(Records from a collection)
※ ※ ※

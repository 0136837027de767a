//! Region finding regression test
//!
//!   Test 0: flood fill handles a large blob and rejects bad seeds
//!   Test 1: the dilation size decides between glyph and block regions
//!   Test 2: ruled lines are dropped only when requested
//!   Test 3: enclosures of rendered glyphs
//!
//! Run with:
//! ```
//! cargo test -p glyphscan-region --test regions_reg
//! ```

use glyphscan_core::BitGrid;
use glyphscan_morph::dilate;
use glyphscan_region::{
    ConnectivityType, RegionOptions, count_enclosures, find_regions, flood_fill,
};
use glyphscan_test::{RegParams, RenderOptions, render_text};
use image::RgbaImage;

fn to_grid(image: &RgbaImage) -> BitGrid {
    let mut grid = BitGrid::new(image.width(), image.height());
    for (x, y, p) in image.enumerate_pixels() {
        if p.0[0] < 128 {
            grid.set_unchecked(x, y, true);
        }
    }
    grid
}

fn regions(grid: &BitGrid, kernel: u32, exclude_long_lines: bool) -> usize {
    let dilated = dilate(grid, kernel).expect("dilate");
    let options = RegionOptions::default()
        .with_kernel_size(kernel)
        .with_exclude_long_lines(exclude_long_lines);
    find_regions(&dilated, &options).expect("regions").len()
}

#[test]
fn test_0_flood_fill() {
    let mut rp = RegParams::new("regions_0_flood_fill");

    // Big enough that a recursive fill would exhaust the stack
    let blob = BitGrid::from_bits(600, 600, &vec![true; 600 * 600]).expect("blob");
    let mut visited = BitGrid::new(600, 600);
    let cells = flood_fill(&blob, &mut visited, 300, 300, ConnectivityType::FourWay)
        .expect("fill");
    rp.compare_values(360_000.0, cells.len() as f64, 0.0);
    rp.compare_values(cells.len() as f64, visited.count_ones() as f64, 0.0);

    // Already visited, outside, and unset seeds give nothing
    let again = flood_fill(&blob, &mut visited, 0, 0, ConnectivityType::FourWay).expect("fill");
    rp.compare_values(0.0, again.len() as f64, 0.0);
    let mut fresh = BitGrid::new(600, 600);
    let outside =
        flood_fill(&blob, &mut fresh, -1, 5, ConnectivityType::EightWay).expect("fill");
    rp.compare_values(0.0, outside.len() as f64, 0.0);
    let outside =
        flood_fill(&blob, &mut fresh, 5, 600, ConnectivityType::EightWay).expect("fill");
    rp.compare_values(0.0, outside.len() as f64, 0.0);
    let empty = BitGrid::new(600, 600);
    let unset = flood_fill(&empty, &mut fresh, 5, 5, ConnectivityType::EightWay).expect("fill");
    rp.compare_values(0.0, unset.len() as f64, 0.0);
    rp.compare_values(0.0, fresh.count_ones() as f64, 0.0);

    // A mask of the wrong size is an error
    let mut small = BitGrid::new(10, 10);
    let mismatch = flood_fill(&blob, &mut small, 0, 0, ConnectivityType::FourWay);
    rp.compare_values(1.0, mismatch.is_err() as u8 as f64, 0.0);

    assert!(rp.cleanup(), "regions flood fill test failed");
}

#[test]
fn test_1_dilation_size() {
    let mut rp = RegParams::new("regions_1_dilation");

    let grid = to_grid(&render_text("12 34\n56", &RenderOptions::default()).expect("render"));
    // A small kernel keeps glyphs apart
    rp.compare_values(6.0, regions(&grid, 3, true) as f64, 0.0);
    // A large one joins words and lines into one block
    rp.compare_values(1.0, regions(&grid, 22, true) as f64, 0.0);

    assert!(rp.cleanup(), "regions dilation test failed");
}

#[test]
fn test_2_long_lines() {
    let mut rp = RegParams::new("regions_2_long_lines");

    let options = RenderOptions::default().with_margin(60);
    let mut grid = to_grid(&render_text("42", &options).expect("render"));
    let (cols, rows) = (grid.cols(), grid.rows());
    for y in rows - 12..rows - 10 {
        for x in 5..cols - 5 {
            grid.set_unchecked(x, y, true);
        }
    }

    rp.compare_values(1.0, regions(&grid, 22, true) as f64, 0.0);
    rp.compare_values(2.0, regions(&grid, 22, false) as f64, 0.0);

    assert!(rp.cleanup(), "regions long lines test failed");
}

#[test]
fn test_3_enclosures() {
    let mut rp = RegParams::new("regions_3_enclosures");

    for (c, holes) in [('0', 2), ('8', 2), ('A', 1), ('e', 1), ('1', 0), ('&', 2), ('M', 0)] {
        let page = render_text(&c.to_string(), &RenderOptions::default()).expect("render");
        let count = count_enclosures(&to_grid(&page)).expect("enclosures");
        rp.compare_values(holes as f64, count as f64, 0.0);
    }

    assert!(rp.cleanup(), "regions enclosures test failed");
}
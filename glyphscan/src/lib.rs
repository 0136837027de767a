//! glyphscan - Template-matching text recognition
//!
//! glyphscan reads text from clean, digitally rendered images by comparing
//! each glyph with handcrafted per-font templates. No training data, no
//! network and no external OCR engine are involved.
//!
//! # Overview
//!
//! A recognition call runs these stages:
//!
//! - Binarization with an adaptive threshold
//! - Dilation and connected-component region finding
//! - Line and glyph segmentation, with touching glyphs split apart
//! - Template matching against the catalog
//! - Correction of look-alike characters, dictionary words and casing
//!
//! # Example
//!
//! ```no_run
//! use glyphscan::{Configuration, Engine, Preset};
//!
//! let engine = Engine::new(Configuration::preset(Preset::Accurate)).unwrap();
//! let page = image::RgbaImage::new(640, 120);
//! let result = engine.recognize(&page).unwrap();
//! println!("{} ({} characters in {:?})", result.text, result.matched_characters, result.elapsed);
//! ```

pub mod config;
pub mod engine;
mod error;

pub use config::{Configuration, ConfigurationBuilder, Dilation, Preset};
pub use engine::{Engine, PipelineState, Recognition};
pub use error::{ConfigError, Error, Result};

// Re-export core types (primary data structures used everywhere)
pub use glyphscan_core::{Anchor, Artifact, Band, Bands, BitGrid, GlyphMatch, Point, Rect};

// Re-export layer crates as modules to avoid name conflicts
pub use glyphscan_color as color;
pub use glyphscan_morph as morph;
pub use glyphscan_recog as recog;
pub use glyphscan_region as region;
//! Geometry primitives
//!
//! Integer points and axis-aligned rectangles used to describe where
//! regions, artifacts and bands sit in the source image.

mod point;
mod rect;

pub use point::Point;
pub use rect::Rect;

※ ※ ※

- **What you have to do**
Repeat each record exactly. Omit nothing.

- **Answer section**
repository 0136837027de767a
//! Region finding regression test
//!
//!   Test 0: flood fill handles a large blob and rejects bad seeds
//!   Test 1: the dilation size decides between glyph and block regions
//!   Test 2: ruled lines are dropped only when requested
//!   Test 3: enclosures of rendered glyphs
//!
//! Run with:
//! ```
//! cargo test -p glyphscan-region --test regions_reg
//! ```

use glyphscan_core::BitGrid;
use glyphscan_morph::dilate;
use glyphscan_region::{
    ConnectivityType, RegionOptions, count_enclosures, find_regions, flood_fill,
};
use glyphscan_test::{RegParams, RenderOptions, render_text};
use image::RgbaImage;

fn to_grid(image: &RgbaImage) -> BitGrid {
    let mut grid = BitGrid::new(image.width(), image.height());
    for (x, y, p) in image.enumerate_pixels() {
        if p.0[0] < 128 {
            grid.set_unchecked(x, y, true);
        }
    }
    grid
}

fn regions(grid: &BitGrid, kernel: u32, exclude_long_lines: bool) -> usize {
    let dilated = dilate(grid, kernel).expect("dilate");
    let options = RegionOptions::default()
        .with_kernel_size(kernel)
        .with_exclude_long_lines(exclude_long_lines);
    find_regions(&dilated, &options).expect("regions").len()
}

#[test]
fn test_0_flood_fill() {
    let mut rp = RegParams::new("regions_0_flood_fill");

    // Big enough that a recursive fill would exhaust the stack
    let blob = BitGrid::from_bits(600, 600, &vec![true; 600 * 600]).expect("blob");
    let mut visited = BitGrid::new(600, 600);
    let cells = flood_fill(&blob, &mut visited, 300, 300, ConnectivityType::FourWay)
        .expect("fill");
    rp.compare_values(360_000.0, cells.len() as f64, 0.0);
    rp.compare_values(cells.len() as f64, visited.count_ones() as f64, 0.0);

    // Already visited, outside, and unset seeds give nothing
    let again = flood_fill(&blob, &mut visited, 0, 0, ConnectivityType::FourWay).expect("fill");
    rp.compare_values(0.0, again.len() as f64, 0.0);
    let mut fresh = BitGrid::new(600, 600);
    let outside =
        flood_fill(&blob, &mut fresh, -1, 5, ConnectivityType::EightWay).expect("fill");
    rp.compare_values(0.0, outside.len() as f64, 0.0);
    let outside =
        flood_fill(&blob, &mut fresh, 5, 600, ConnectivityType::EightWay).expect("fill");
    rp.compare_values(0.0, outside.len() as f64, 0.0);
    let empty = BitGrid::new(600, 600);
    let unset = flood_fill(&empty, &mut fresh, 5, 5, ConnectivityType::EightWay).expect("fill");
    rp.compare_values(0.0, unset.len() as f64, 0.0);
    rp.compare_values(0.0, fresh.count_ones() as f64, 0.0);

    // A mask of the wrong size is an error
    let mut small = BitGrid::new(10, 10);
    let mismatch = flood_fill(&blob, &mut small, 0, 0, ConnectivityType::FourWay);
    rp.compare_values(1.0, mismatch.is_err() as u8 as f64, 0.0);

    assert!(rp.cleanup(), "regions flood fill test failed");
}

#[test]
fn test_1_dilation_size() {
    let mut rp = RegParams::new("regions_1_dilation");

    let grid = to_grid(&render_text("12 34\n56", &RenderOptions::default()).expect("render"));
    // A small kernel keeps glyphs apart
    rp.compare_values(6.0, regions(&grid, 3, true) as f64, 0.0);
    // A large one joins words and lines into one block
    rp.compare_values(1.0, regions(&grid, 22, true) as f64, 0.0);

    assert!(rp.cleanup(), "regions dilation test failed");
}

#[test]
fn test_2_long_lines() {
    let mut rp = RegParams::new("regions_2_long_lines");

    let options = RenderOptions::default().with_margin(60);
    let mut grid = to_grid(&render_text("42", &options).expect("render"));
    let (cols, rows) = (grid.cols(), grid.rows());
    for y in rows - 12..rows - 10 {
        for x in 5..cols - 5 {
            grid.set_unchecked(x, y, true);
        }
    }

    rp.compare_values(1.0, regions(&grid, 22, true) as f64, 0.0);
    rp.compare_values(2.0, regions(&grid, 22, false) as f64, 0.0);

    assert!(rp.cleanup(), "regions long lines test failed");
}

#[test]
fn test_3_enclosures() {
    let mut rp = RegParams::new("regions_3_enclosures");

    for (c, holes) in [('0', 2), ('8', 2), ('A', 1), ('e', 1), ('1', 0), ('&', 2), ('M', 0)] {
        let page = render_text(&c.to_string(), &RenderOptions::default()).expect("render");
        let count = count_enclosures(&to_grid(&page)).expect("enclosures");
        rp.compare_values(holes as f64, count as f64, 0.0);
    }

    assert!(rp.cleanup(), "regions enclosures test failed");
}
filename glyphscan/src/lib.rs
repository 0136837027de767a
//! glyphscan - Template-matching text recognition
//!
//! glyphscan reads text from clean, digitally rendered images by comparing
//! each glyph with handcrafted per-font templates. No training data, no
//! network and no external OCR engine are involved.
//!
//! # Overview
//!
//! A recognition call runs these stages:
//!
//! - Binarization with an adaptive threshold
//! - Dilation and connected-component region finding
//! - Line and glyph segmentation, with touching glyphs split apart
//! - Template matching against the catalog
//! - Correction of look-alike characters, dictionary words and casing
//!
//! # Example
//!
//! ```no_run
//! use glyphscan::{Configuration, Engine, Preset};
//!
//! let engine = Engine::new(Configuration::preset(Preset::Accurate)).unwrap();
//! let page = image::RgbaImage::new(640, 120);
//! let result = engine.recognize(&page).unwrap();
//! println!("{} ({} characters in {:?})", result.text, result.matched_characters, result.elapsed);
//! ```

pub mod config;
pub mod engine;
mod error;

pub use config::{Configuration, ConfigurationBuilder, Dilation, Preset};
pub use engine::{Engine, PipelineState, Recognition};
pub use error::{ConfigError, Error, Result};

// Re-export core types (primary data structures used everywhere)
pub use glyphscan_core::{Anchor, Artifact, Band, Bands, BitGrid, GlyphMatch, Point, Rect};

// Re-export layer crates as modules to avoid name conflicts
pub use glyphscan_color as color;
pub use glyphscan_morph as morph;
pub use glyphscan_recog as recog;
pub use glyphscan_region as region;
//! Geometry primitives
//!
//! Integer points and axis-aligned rectangles used to describe where
//! regions, artifacts and bands sit in the source image.

mod point;
mod rect;

pub use point::Point;
pub use rect::Rect;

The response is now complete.